═════ Source data ═════
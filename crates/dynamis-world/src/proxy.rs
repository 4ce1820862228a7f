//! Immutable acoustic proxy: a vector of triangles tagged with material,
//! portal and room identity, built once from a host mesh iterator and a
//! mesh-tagger callback (spec §4.D, §6).

use dynamis_core::{CoreError, CoreResult, SurfaceType};

/// A single proxy triangle.
#[derive(Debug, Clone, Copy, PartialEq)]
pub struct Triangle {
    pub v0: [f64; 3],
    pub v1: [f64; 3],
    pub v2: [f64; 3],
    pub material_id: u32,
    pub portal_id: u32,
    pub room_id: u32,
    pub surface_type: SurfaceType,
}

fn finite3(v: [f64; 3]) -> bool {
    v.iter().all(|c| c.is_finite())
}

impl Triangle {
    fn validate(&self) -> CoreResult<()> {
        if !(finite3(self.v0) && finite3(self.v1) && finite3(self.v2)) {
            return Err(CoreError::NonFinite {
                field: "triangle vertex",
                value: f64::NAN,
            });
        }
        if self.surface_type == SurfaceType::Portal && self.portal_id == 0 {
            return Err(CoreError::PortalIdZero { portal_id: 0 });
        }
        Ok(())
    }

    /// Geometric normal, normalized. Degenerate triangles yield a zero
    /// vector (guarded by the caller before use).
    pub fn normal(&self) -> [f64; 3] {
        let e1 = sub(self.v1, self.v0);
        let e2 = sub(self.v2, self.v0);
        let n = cross(e1, e2);
        normalize(n)
    }
}

#[inline]
fn sub(a: [f64; 3], b: [f64; 3]) -> [f64; 3] {
    [a[0] - b[0], a[1] - b[1], a[2] - b[2]]
}

#[inline]
fn cross(a: [f64; 3], b: [f64; 3]) -> [f64; 3] {
    [
        a[1] * b[2] - a[2] * b[1],
        a[2] * b[0] - a[0] * b[2],
        a[0] * b[1] - a[1] * b[0],
    ]
}

#[inline]
fn normalize(v: [f64; 3]) -> [f64; 3] {
    let len = (v[0] * v[0] + v[1] * v[1] + v[2] * v[2]).sqrt();
    if len > 1e-12 {
        [v[0] / len, v[1] / len, v[2] / len]
    } else {
        [0.0, 0.0, 0.0]
    }
}

/// Immutable triangle proxy. Once built it never changes; scene edits
/// rebuild a new proxy and swap it into the installed ray backend.
#[derive(Debug, Clone)]
pub struct AcousticProxy {
    triangles: Vec<Triangle>,
}

impl AcousticProxy {
    pub fn try_from_triangles(triangles: Vec<Triangle>) -> CoreResult<Self> {
        for t in &triangles {
            t.validate()?;
        }
        Ok(Self { triangles })
    }

    #[inline]
    pub fn triangles(&self) -> &[Triangle] {
        &self.triangles
    }

    pub fn portal_triangles_in_room(&self, room_id: u32) -> impl Iterator<Item = &Triangle> {
        self.triangles
            .iter()
            .filter(move |t| t.surface_type == SurfaceType::Portal && t.room_id == room_id)
    }
}

/// A tagged mesh surface returned by the host's mesh-tagger callback.
#[derive(Debug, Clone, Copy, PartialEq)]
pub struct MeshSurface {
    pub v0: [f64; 3],
    pub v1: [f64; 3],
    pub v2: [f64; 3],
    pub material_id: u32,
    pub portal_id: u32,
    pub room_id: u32,
    pub is_portal: bool,
    pub is_room_boundary: bool,
}

/// Host capability: iterate every triangle of a body's mesh, in the exact
/// order the physics ray backend will later index them (spec §6's
/// "physics-mesh-to-proxy ordering contract").
pub trait MeshSurfaceSource {
    fn for_each_triangle(
        &self,
        visit: &mut dyn FnMut(u64, usize, [f64; 3], [f64; 3], [f64; 3]),
    );
}

/// Build a proxy from a host mesh iterator plus a tagger callback. Rejects a
/// PORTAL-tagged surface with `portal_id == 0` (spec §6).
pub fn build_proxy_from_mesh(
    source: &dyn MeshSurfaceSource,
    tagger: &dyn Fn(u64, usize, [f64; 3], [f64; 3], [f64; 3]) -> Option<MeshSurface>,
) -> CoreResult<AcousticProxy> {
    let mut triangles = Vec::new();
    let mut first_error: Option<CoreError> = None;

    source.for_each_triangle(&mut |body_id, tri_index, v0, v1, v2| {
        if first_error.is_some() {
            return;
        }
        let Some(surface) = tagger(body_id, tri_index, v0, v1, v2) else {
            return;
        };
        let surface_type = if surface.is_portal {
            SurfaceType::Portal
        } else if surface.is_room_boundary {
            SurfaceType::RoomBoundary
        } else {
            SurfaceType::Ordinary
        };
        if surface_type == SurfaceType::Portal && surface.portal_id == 0 {
            first_error = Some(CoreError::PortalIdZero { portal_id: 0 });
            return;
        }
        triangles.push(Triangle {
            v0: surface.v0,
            v1: surface.v1,
            v2: surface.v2,
            material_id: surface.material_id,
            portal_id: surface.portal_id,
            room_id: surface.room_id,
            surface_type,
        });
    });

    if let Some(err) = first_error {
        return Err(err);
    }
    AcousticProxy::try_from_triangles(triangles)
}

#[cfg(test)]
mod tests {
    use super::*;

    #[test]
    fn rejects_portal_with_zero_id() {
        let tri = Triangle {
            v0: [0.0, 0.0, 0.0],
            v1: [1.0, 0.0, 0.0],
            v2: [0.0, 1.0, 0.0],
            material_id: 1,
            portal_id: 0,
            room_id: 1,
            surface_type: SurfaceType::Portal,
        };
        assert!(AcousticProxy::try_from_triangles(vec![tri]).is_err());
    }

    #[test]
    fn rejects_non_finite_vertex() {
        let tri = Triangle {
            v0: [f64::NAN, 0.0, 0.0],
            v1: [1.0, 0.0, 0.0],
            v2: [0.0, 1.0, 0.0],
            material_id: 1,
            portal_id: 0,
            room_id: 1,
            surface_type: SurfaceType::Ordinary,
        };
        assert!(AcousticProxy::try_from_triangles(vec![tri]).is_err());
    }
}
═════
## Task directions
Every piece of the data must be set down exactly. Omit nothing.

## Solution to this problem
filename crates/dynamis-world/src/proxy.rs
repository 4ce1820862228a7f
//! Immutable acoustic proxy: a vector of triangles tagged with material,
//! portal and room identity, built once from a host mesh iterator and a
//! mesh-tagger callback (spec §4.D, §6).

use dynamis_core::{CoreError, CoreResult, SurfaceType};

/// A single proxy triangle.
#[derive(Debug, Clone, Copy, PartialEq)]
pub struct Triangle {
    pub v0: [f64; 3],
    pub v1: [f64; 3],
    pub v2: [f64; 3],
    pub material_id: u32,
    pub portal_id: u32,
    pub room_id: u32,
    pub surface_type: SurfaceType,
}

fn finite3(v: [f64; 3]) -> bool {
    v.iter().all(|c| c.is_finite())
}

impl Triangle {
    fn validate(&self) -> CoreResult<()> {
        if !(finite3(self.v0) && finite3(self.v1) && finite3(self.v2)) {
            return Err(CoreError::NonFinite {
                field: "triangle vertex",
                value: f64::NAN,
            });
        }
        if self.surface_type == SurfaceType::Portal && self.portal_id == 0 {
            return Err(CoreError::PortalIdZero { portal_id: 0 });
        }
        Ok(())
    }

    /// Geometric normal, normalized. Degenerate triangles yield a zero
    /// vector (guarded by the caller before use).
    pub fn normal(&self) -> [f64; 3] {
        let e1 = sub(self.v1, self.v0);
        let e2 = sub(self.v2, self.v0);
        let n = cross(e1, e2);
        normalize(n)
    }
}

#[inline]
fn sub(a: [f64; 3], b: [f64; 3]) -> [f64; 3] {
    [a[0] - b[0], a[1] - b[1], a[2] - b[2]]
}

#[inline]
fn cross(a: [f64; 3], b: [f64; 3]) -> [f64; 3] {
    [
        a[1] * b[2] - a[2] * b[1],
        a[2] * b[0] - a[0] * b[2],
        a[0] * b[1] - a[1] * b[0],
    ]
}

#[inline]
fn normalize(v: [f64; 3]) -> [f64; 3] {
    let len = (v[0] * v[0] + v[1] * v[1] + v[2] * v[2]).sqrt();
    if len > 1e-12 {
        [v[0] / len, v[1] / len, v[2] / len]
    } else {
        [0.0, 0.0, 0.0]
    }
}

/// Immutable triangle proxy. Once built it never changes; scene edits
/// rebuild a new proxy and swap it into the installed ray backend.
#[derive(Debug, Clone)]
pub struct AcousticProxy {
    triangles: Vec<Triangle>,
}

impl AcousticProxy {
    pub fn try_from_triangles(triangles: Vec<Triangle>) -> CoreResult<Self> {
        for t in &triangles {
            t.validate()?;
        }
        Ok(Self { triangles })
    }

    #[inline]
    pub fn triangles(&self) -> &[Triangle] {
        &self.triangles
    }

    pub fn portal_triangles_in_room(&self, room_id: u32) -> impl Iterator<Item = &Triangle> {
        self.triangles
            .iter()
            .filter(move |t| t.surface_type == SurfaceType::Portal && t.room_id == room_id)
    }
}

/// A tagged mesh surface returned by the host's mesh-tagger callback.
#[derive(Debug, Clone, Copy, PartialEq)]
pub struct MeshSurface {
    pub v0: [f64; 3],
    pub v1: [f64; 3],
    pub v2: [f64; 3],
    pub material_id: u32,
    pub portal_id: u32,
    pub room_id: u32,
    pub is_portal: bool,
    pub is_room_boundary: bool,
}

/// Host capability: iterate every triangle of a body's mesh, in the exact
/// order the physics ray backend will later index them (spec §6's
/// "physics-mesh-to-proxy ordering contract").
pub trait MeshSurfaceSource {
    fn for_each_triangle(
        &self,
        visit: &mut dyn FnMut(u64, usize, [f64; 3], [f64; 3], [f64; 3]),
    );
}

/// Build a proxy from a host mesh iterator plus a tagger callback. Rejects a
/// PORTAL-tagged surface with `portal_id == 0` (spec §6).
pub fn build_proxy_from_mesh(
    source: &dyn MeshSurfaceSource,
    tagger: &dyn Fn(u64, usize, [f64; 3], [f64; 3], [f64; 3]) -> Option<MeshSurface>,
) -> CoreResult<AcousticProxy> {
    let mut triangles = Vec::new();
    let mut first_error: Option<CoreError> = None;

    source.for_each_triangle(&mut |body_id, tri_index, v0, v1, v2| {
        if first_error.is_some() {
            return;
        }
        let Some(surface) = tagger(body_id, tri_index, v0, v1, v2) else {
            return;
        };
        let surface_type = if surface.is_portal {
            SurfaceType::Portal
        } else if surface.is_room_boundary {
            SurfaceType::RoomBoundary
        } else {
            SurfaceType::Ordinary
        };
        if surface_type == SurfaceType::Portal && surface.portal_id == 0 {
            first_error = Some(CoreError::PortalIdZero { portal_id: 0 });
            return;
        }
        triangles.push(Triangle {
            v0: surface.v0,
            v1: surface.v1,
            v2: surface.v2,
            material_id: surface.material_id,
            portal_id: surface.portal_id,
            room_id: surface.room_id,
            surface_type,
        });
    });

    if let Some(err) = first_error {
        return Err(err);
    }
    AcousticProxy::try_from_triangles(triangles)
}

#[cfg(test)]
mod tests {
    use super::*;

    #[test]
    fn rejects_portal_with_zero_id() {
        let tri = Triangle {
            v0: [0.0, 0.0, 0.0],
            v1: [1.0, 0.0, 0.0],
            v2: [0.0, 1.0, 0.0],
            material_id: 1,
            portal_id: 0,
            room_id: 1,
            surface_type: SurfaceType::Portal,
        };
        assert!(AcousticProxy::try_from_triangles(vec![tri]).is_err());
    }

    #[test]
    fn rejects_non_finite_vertex() {
        let tri = Triangle {
            v0: [f64::NAN, 0.0, 0.0],
            v1: [1.0, 0.0, 0.0],
            v2: [0.0, 1.0, 0.0],
            material_id: 1,
            portal_id: 0,
            room_id: 1,
            surface_type: SurfaceType::Ordinary,
        };
        assert!(AcousticProxy::try_from_triangles(vec![tri]).is_err());
    }
}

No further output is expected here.